Winston Wilkinson (born 1944) is a Republican politician. He served as head of the Office of Civil Rights at the U.S. Department of Health and Human Services under Michael Leavitt. He is an African American and member of the Church of Jesus Christ of Latter-day Saints (LDS Church).

==Biography==
Wilkinson was raised in Cedar Heights, Maryland, an African-American community. He joined the United States Navy after graduating from high school. He later attended Morgan State University, where he met and married his wife, Gloria. He then went to Howard University Law School. Wilkinson was raised as a Methodist. He later became a Muslim. In the early 1970s he became involved with Republican activities in Maryland. He was introduced to the LDS Church by V. Dallas Merrell, who would later be a member of the Second Quorum of the Seventy, at a Republican meeting in 1981. Wilkinson and his wife joined the LDS Church in 1981.

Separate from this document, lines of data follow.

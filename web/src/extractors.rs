//! Custom Axum extractors.
//!
//! - `CorrelationId`: Extract or generate request correlation IDs
//! - `Requester`: The authenticated user, named by `X-User-Id`
//!
//! # Examples
//!
//! ```ignore
//! async fn handler(
//!     State(state): State<AppState>,
//!     correlation_id: CorrelationId,
//!     Requester(user): Requester,
//! ) -> Result<Json<Response>, AppError> {
//!     tracing::info!(correlation_id = %correlation_id.0, user_id = %user.id, "Processing request");
//!     Ok(Json(response))
//! }
//! ```

use crate::error::AppError;
use crate::middleware::CORRELATION_ID_HEADER;
use crate::state::AppState;
use axum::{async_trait, extract::FromRequestParts, http::request::Parts};
use campus_gsr_core::{User, UserId};
use uuid::Uuid;

/// Header carrying the authenticated user's ID, set by the auth proxy.
pub const USER_ID_HEADER: &str = "X-User-Id";

/// Correlation ID for request tracing.
///
/// Taken from the request extensions when the middleware ran, else from the
/// `X-Correlation-ID` header, else freshly generated.
#[derive(Debug, Clone, Copy)]
pub struct CorrelationId(pub Uuid);

#[async_trait]
impl<S> FromRequestParts<S> for CorrelationId
where
    S: Send + Sync,
{
    type Rejection = std::convert::Infallible;

    async fn from_request_parts(parts: &mut Parts, _state: &S) -> Result<Self, Self::Rejection> {
        let correlation_id = parts
            .extensions
            .get::<Uuid>()
            .copied()
            .or_else(|| {
                parts
                    .headers
                    .get(CORRELATION_ID_HEADER)
                    .and_then(|v| v.to_str().ok())
                    .and_then(|s| Uuid::parse_str(s).ok())
            })
            .unwrap_or_else(Uuid::new_v4);

        Ok(Self(correlation_id))
    }
}

/// The authenticated user.
///
/// Rejects with 401 when the header is missing, malformed, or names an
/// unknown user.
#[derive(Debug, Clone)]
pub struct Requester(pub User);

#[async_trait]
impl FromRequestParts<AppState> for Requester {
    type Rejection = AppError;

    async fn from_request_parts(parts: &mut Parts, state: &AppState) -> Result<Self, Self::Rejection> {
        let id = parts
            .headers
            .get(USER_ID_HEADER)
            .and_then(|v| v.to_str().ok())
            .and_then(|s| Uuid::parse_str(s.trim()).ok())
            .ok_or_else(|| AppError::unauthorized("Missing or invalid X-User-Id"))?;

        let user = state
            .directory
            .user(UserId(id))
            .await?
            .ok_or_else(|| AppError::unauthorized("Unknown user"))?;
        Ok(Self(user))
    }
}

During the 1980s Wilkinson served as special assistant to Secretary of Education Terrel Bell and then as deputy secretary in the Office of Civil Rights in the George H. W. Bush administration. He ran a cleaning company in the mid-1990s and then moved to Utah where he worked in the human resource department of the LDS Church. He was later elected to the Salt Lake County Council where he served for one term. In 2002 he made an unsuccessful campaign for the Republican nomination for the Utah Second congressional district.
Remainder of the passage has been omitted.